Un parcours tunisien plus contrasté
La Tunisie a connu une trajectoire plus irrégulière. Les Aigles de Carthage avaient pourtant bien lancé leur campagne avec une victoire convaincante contre l’Ouganda (3-1), laissant entrevoir une qualification rapide. Cette dynamique a été freinée lors du duel face au Nigeria, conclu par une défaite 3-2 dans un match rythmé et disputé.

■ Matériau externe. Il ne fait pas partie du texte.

use std::borrow::Cow;
use std::sync::Arc;

use async_trait::async_trait;
use encoding_rs::{Encoding, UTF_8};
use once_cell::sync::Lazy;
use reqwest::header::CONTENT_TYPE;
use reqwest::{Client, ClientBuilder};
use scraper::{Html, Selector};
use tracing::{debug, info};

use crate::config::FetchConfig;
use crate::error::{AppError, Result};

/// Upper bound on extracted text, in characters.
pub const MAX_CHARS: usize = 15_000;

// How far into the body a <meta charset> declaration is looked for
const CHARSET_SNIFF_BYTES: usize = 1024;

// Subtrees removed before any text is read
static NOISE_SELECTOR: Lazy<Selector> = Lazy::new(|| {
    Selector::parse("script, style").expect("Failed to parse noise selector")
});

/// Body and status of a fetched page.
#[derive(Debug, Clone)]
pub struct RawPage {
    pub url: String,
    pub status: u16,
    /// `Content-Type` response header, if the server sent one.
    pub content_type: Option<String>,
    pub body: Vec<u8>,
}

/// Normalized plain text pulled from a page, at most [`MAX_CHARS`] characters.
///
/// An empty value stands for "no content found"; callers decide whether
/// the text is usable.
#[derive(Debug, Clone, PartialEq, Eq, Default)]
pub struct ExtractedText(String);

impl ExtractedText {
    pub fn as_str(&self) -> &str {
        &self.0
    }

    pub fn is_empty(&self) -> bool {
        self.0.is_empty()
    }

    pub fn char_count(&self) -> usize {
        self.0.chars().count()
    }
}

/// Something that can GET a page. The HTTP implementation is [`HttpFetcher`].
#[async_trait]
pub trait PageFetcher: Send + Sync {
    async fn fetch(&self, url: &str) -> Result<RawPage>;
}

pub struct HttpFetcher {
    client: Client,
}

impl HttpFetcher {
    pub fn new(config: &FetchConfig) -> Result<Self> {
        let client = ClientBuilder::new()
            .user_agent(config.user_agent.as_str())
            .timeout(config.timeout)
            .build()
            .map_err(|e| AppError::ConfigError(format!("Failed to build HTTP client: {}", e)))?;

        Ok(HttpFetcher { client })
    }
}

#[async_trait]
impl PageFetcher for HttpFetcher {
    async fn fetch(&self, url: &str) -> Result<RawPage> {
        let response = self.client.get(url).send().await?;

        let status = response.status();
        if !status.is_success() {
            return Err(AppError::FetchError(format!("HTTP {} for url ({})", status, url)));
        }

        let content_type = response
            .headers()
            .get(CONTENT_TYPE)
            .and_then(|v| v.to_str().ok())
            .map(|s| s.to_string());

        let body = response.bytes().await?.to_vec();
        debug!(url, status = status.as_u16(), bytes = body.len(), "page fetched");

        Ok(RawPage {
            url: url.to_string(),
            status: status.as_u16(),
            content_type,
            body,
        })
    }
}

/// Fetches a page and reduces it to [`ExtractedText`].
#[derive(Clone)]
pub struct Extractor {
    fetcher: Arc<dyn PageFetcher>,
}

impl Extractor {
    pub fn new(fetcher: Arc<dyn PageFetcher>) -> Self {
        Extractor { fetcher }
    }

    pub async fn extract(&self, url: &str) -> Result<ExtractedText> {
        let page = self.fetcher.fetch(url).await?;
        let text = extract_text(&page.body, page.content_type.as_deref());
        info!(url = %page.url, chars = text.char_count(), "extracted page text");
        Ok(text)
    }
}

/// Parses `body` as HTML and returns its visible text, normalized and truncated.
pub fn extract_text(body: &[u8], content_type: Option<&str>) -> ExtractedText {
    let html = decode_body(body, content_type);
    let mut document = Html::parse_document(&html);

    // Must happen before the text walk, otherwise script bodies leak through
    let noise: Vec<_> = document.select(&NOISE_SELECTOR).map(|el| el.id()).collect();
    for id in noise {
        if let Some(mut node) = document.tree.get_mut(id) {
            node.detach();
        }
    }

    let raw: String = document.root_element().text().collect();
    let normalized = normalize_text(&raw);

    ExtractedText(truncate_chars(&normalized, MAX_CHARS).to_string())
}

/// Decodes a page body to text.
///
/// A byte order mark wins, then the `charset` of the `Content-Type` header,
/// then a `<meta>` charset declaration near the top of the document. Anything
/// else is read as UTF-8.
pub fn decode_body<'a>(body: &'a [u8], content_type: Option<&str>) -> Cow<'a, str> {
    let encoding = content_type
        .and_then(charset_label)
        .or_else(|| {
            let head = &body[..body.len().min(CHARSET_SNIFF_BYTES)];
            charset_label(&String::from_utf8_lossy(head))
        })
        .and_then(|label| Encoding::for_label(label.as_bytes()))
        .unwrap_or(UTF_8);

    let (text, used, had_errors) = encoding.decode(body);
    if had_errors {
        debug!(encoding = used.name(), "page body contained malformed sequences");
    }
    text
}

/// Finds the value following `charset=` in a header or markup fragment.
fn charset_label(text: &str) -> Option<String> {
    let lower = text.to_ascii_lowercase();
    let start = lower.find("charset=")? + "charset=".len();
    let label: String = lower[start..]
        .trim_start_matches(['"', '\'', ' '])
        .chars()
        .take_while(|c| c.is_ascii_alphanumeric() || matches!(c, '-' | '_' | ':' | '.'))
        .collect();

    if label.is_empty() { None } else { Some(label) }
}

/// Collapses text into a single line.
///
/// Every line is trimmed and split on runs of two or more spaces; the
/// non-empty pieces are joined with single spaces. Single spaces inside a
/// piece are kept as they are.
pub fn normalize_text(text: &str) -> String {
    text.split(is_line_break)
        .map(str::trim)
        .flat_map(|line| line.split("  "))
        .map(str::trim)
        .filter(|chunk| !chunk.is_empty())
        .collect::<Vec<_>>()
        .join(" ")
}

/// Returns the first `max` characters of `text`.
pub fn truncate_chars(text: &str, max: usize) -> &str {
    match text.char_indices().nth(max) {
        Some((idx, _)) => &text[..idx],
        None => text,
    }
}

fn is_line_break(c: char) -> bool {
    matches!(
        c,
        '\n' | '\r' | '\u{0b}' | '\u{0c}' | '\u{1c}' | '\u{1d}' | '\u{1e}' | '\u{85}' | '\u{2028}' | '\u{2029}'
    )
}
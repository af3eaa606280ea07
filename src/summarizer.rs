use std::sync::Arc;
use std::time::Instant;

use tracing::{debug, info};

use crate::error::Result;
use crate::llm::ModelCapability;

const PROMPT_HEADER: &str = "Analyze and create a comprehensive, detailed summary of the following web content. Structure it professionally:\n\nContent:\n";

const PROMPT_REQUIREMENTS: &str = "\n\nRequirements:
- Create a detailed **Executive Summary** at the top (2-3 paragraphs)
- Use clear **section headings** with substantial content under each
- Include **detailed bullet points** (3-5 points per section, each 1-2 sentences)
- Cover ALL key concepts, benefits, use cases, technical details, and implications
- Include specific examples, data, or statistics mentioned
- Add a **Key Takeaways** section at the end
- Format everything in **Markdown** with proper headings (##, ###)
- Make it comprehensive - aim for a thorough analysis, not just a brief overview
- Include any relevant background context or industry implications
- Don't skip important details - be thorough and informative

The summary should be substantial and detailed enough to give someone a complete understanding of the topic without reading the original content.";

/// Markdown report returned by the model, passed through unmodified.
#[derive(Debug, Clone, PartialEq, Eq)]
pub struct Summary(String);

impl Summary {
    pub fn as_str(&self) -> &str {
        &self.0
    }

    pub fn word_count(&self) -> usize {
        self.0.split_whitespace().count()
    }

    pub fn into_inner(self) -> String {
        self.0
    }
}

pub fn build_prompt(content: &str) -> String {
    let mut result = String::with_capacity(PROMPT_HEADER.len() + content.len() + PROMPT_REQUIREMENTS.len());
    result.push_str(PROMPT_HEADER);
    result.push_str(content);
    result.push_str(PROMPT_REQUIREMENTS);
    result
}

#[derive(Clone)]
pub struct Summarizer {
    model: Arc<dyn ModelCapability>,
}

impl Summarizer {
    pub fn new(model: Arc<dyn ModelCapability>) -> Self {
        Summarizer { model }
    }

    /// Makes exactly one model call; there is no retry.
    pub async fn summarize(&self, text: &str) -> Result<Summary> {
        let prompt = build_prompt(text);
        debug!(prompt_chars = prompt.len(), "built summary prompt");

        let started = Instant::now();
        let output = self.model.generate(&prompt).await?;
        info!(elapsed = ?started.elapsed(), "summary generated");

        Ok(Summary(output.text))
    }
}

#[cfg(test)]
mod tests {
    use super::*;
    use crate::error::AppError;
    use crate::llm::ModelOutput;
    use async_trait::async_trait;
    use std::sync::Mutex;

    struct RecordingModel {
        prompts: Mutex<Vec<String>>,
        reply: std::result::Result<String, String>,
    }

    #[async_trait]
    impl ModelCapability for RecordingModel {
        async fn generate(&self, prompt: &str) -> Result<ModelOutput> {
            self.prompts.lock().unwrap().push(prompt.to_string());
            match &self.reply {
                Ok(text) => Ok(ModelOutput { text: text.clone() }),
                Err(cause) => Err(AppError::ModelError(cause.clone())),
            }
        }
    }

    #[test]
    fn test_prompt_embeds_content_verbatim() {
        let prompt = build_prompt("Rust   is  a language.\nNew line");
        assert!(prompt.contains("Content:\nRust   is  a language.\nNew line\n\nRequirements:"));
        assert!(prompt.contains("**Executive Summary**"));
        assert!(prompt.contains("3-5 points per section"));
        assert!(prompt.contains("**Key Takeaways**"));
        assert!(prompt.contains("**Markdown**"));
    }

    #[tokio::test]
    async fn test_summarize_returns_output_unmodified() {
        let model = Arc::new(RecordingModel {
            prompts: Mutex::new(Vec::new()),
            reply: Ok("  ## Executive Summary\n\nText  ".to_string()),
        });
        let summarizer = Summarizer::new(model.clone());

        let summary = summarizer.summarize("page text").await.unwrap();

        assert_eq!(summary.as_str(), "  ## Executive Summary\n\nText  ");
        assert_eq!(summary.word_count(), 4);
        let prompts = model.prompts.lock().unwrap();
        assert_eq!(prompts.len(), 1);
        assert!(prompts[0].contains("page text"));
    }

    #[tokio::test]
    async fn test_model_failure_propagates() {
        let model = Arc::new(RecordingModel {
            prompts: Mutex::new(Vec::new()),
            reply: Err("quota exceeded".to_string()),
        });
        let summarizer = Summarizer::new(model.clone());

        let err = summarizer.summarize("page text").await.unwrap_err();

        assert!(matches!(err, AppError::ModelError(msg) if msg == "quota exceeded"));
        assert_eq!(model.prompts.lock().unwrap().len(), 1);
    }
}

Arbitrage et VAR au cœur des débats
La rencontre entre la Tunisie et le Nigeria a été marquée par des décisions arbitrales contestées. Le penalty accordé par l’arbitre malien Boubou Traoré a suscité de nombreuses discussions. Cet épisode a illustré les tensions persistantes liées à l’utilisation de la VAR et au jugement humain lors de matchs à forts enjeux, sans toutefois modifier l’issue sportive de la confrontation.
Une qualification obtenue dans la gestion
La Tunisie a finalement validé sa place en huitièmes de finale grâce à un match nul face à la Tanzanie (1-1). Ismaël Gharbi a ouvert le score sur penalty avant l’égalisation de Feisal Salum pour les Taifa Stars. Ce résultat a permis à la Tunisie de poursuivre la compétition, tandis que la Tanzanie a également accédé au tour suivant parmi les meilleurs troisièmes. Le Groupe C s’est ainsi conclu sur une domination nette du Nigeria et une qualification acquise avec plus de difficultés pour les Aigles de Carthage.